Moonlight had sprung up sharply now. Her eyes were like wells of fire as, her bosom heaving, she started toward the older woman. A grim smile distorted the features of the Lady Saito Ichigo. As the girl advanced toward her, with that unconsciously threatening motion, this old woman of patrician ancestry neither moved nor retreated a space. In her cold, sneering gaze one read the disdain of the woman of caste who sees one whom she deems beneath her betray her lowly origin.
“Moonlight!” She felt herself caught by the shoulders in a grip that almost pained. She caught but a glimpse of his face. It was livid. Feeling that he, too, was deserting her, she uttered a loud cry, and covering her face with her sleeve, she fled from the room.

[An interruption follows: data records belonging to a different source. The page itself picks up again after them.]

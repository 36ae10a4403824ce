use thiserror::Error;

/// Convenience result type for table operations.
pub type TableResult<T> = Result<T, TableError>;

/// Error type returned by table operations.
///
/// A single error enum shared by reducers, aggregation, relational operators, JSON ingestion
/// and the execution engine. Every error is returned synchronously to the caller.
#[derive(Debug, Error)]
pub enum TableError {
    /// A required argument is missing or malformed (e.g. `to_object` without a key accessor).
    #[error("invalid argument: {message}")]
    InvalidArgument { message: String },

    /// A reducer needs more values than the input provides (e.g. `avg` of nothing).
    #[error("{op} requires at least {required} value(s), found {found}")]
    InsufficientData {
        op: &'static str,
        required: usize,
        found: usize,
    },

    /// A statistic divides by a standard deviation of zero.
    #[error("{op} is undefined for a column with zero variance")]
    ZeroVariance { op: &'static str },

    /// Values of incompatible types were compared or used as numbers.
    #[error("type mismatch: expected {expected}, found {found}")]
    TypeMismatch {
        expected: &'static str,
        found: &'static str,
    },

    /// `to_object` met the same key twice.
    #[error("duplicate key '{key}'")]
    DuplicateKey { key: String },

    /// JSON input does not have a tabular shape.
    #[error("schema mismatch: {message}")]
    SchemaMismatch { message: String },

    /// Underlying I/O error (e.g. file not found, permission denied).
    #[error("io error: {0}")]
    Io(#[from] std::io::Error),

    /// JSON (de)serialization error.
    #[error("json error: {0}")]
    Json(#[from] serde_json::Error),

    /// The execution engine could not build its worker pool.
    #[error("thread pool error: {0}")]
    ThreadPool(#[from] rayon::ThreadPoolBuildError),
}

impl TableError {
    pub(crate) fn invalid_argument(message: impl Into<String>) -> Self {
        Self::InvalidArgument {
            message: message.into(),
        }
    }
}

And all that night she lay weeping and trembling in the arms of her husband. In vain he besought her not to abandon herself to such wild and terrible grief. Moonlight was very, very sure, she told him, that all the gods of the heavens and the seas had deserted her forever and forever. She dreamed of an abyss into which she was pushed and which closed inexorably about her, and from which not even the loving arms of the Lord Saito Gonji could rescue her.
CHAPTER XII
THE quiet that comes before a tempest reigned for a few days in the household. Like a volcano whose pent-up energy is the more violent from long repression, it burst its bounds upon the return of the master.
Day and night they renewed the argument. Now Lord Ichigo was in firm agreement with his wife on the subject. There was no other course. Moonlight must go. Without descendants, who would there be to make the offerings and pray for their souls and those of the ancestors?
And again he was won over to his son’s side. Well, it would do no harm to wait another year. Moonlight was, as they had pointed out, still very young and healthy. There was every likelihood that she would bear children.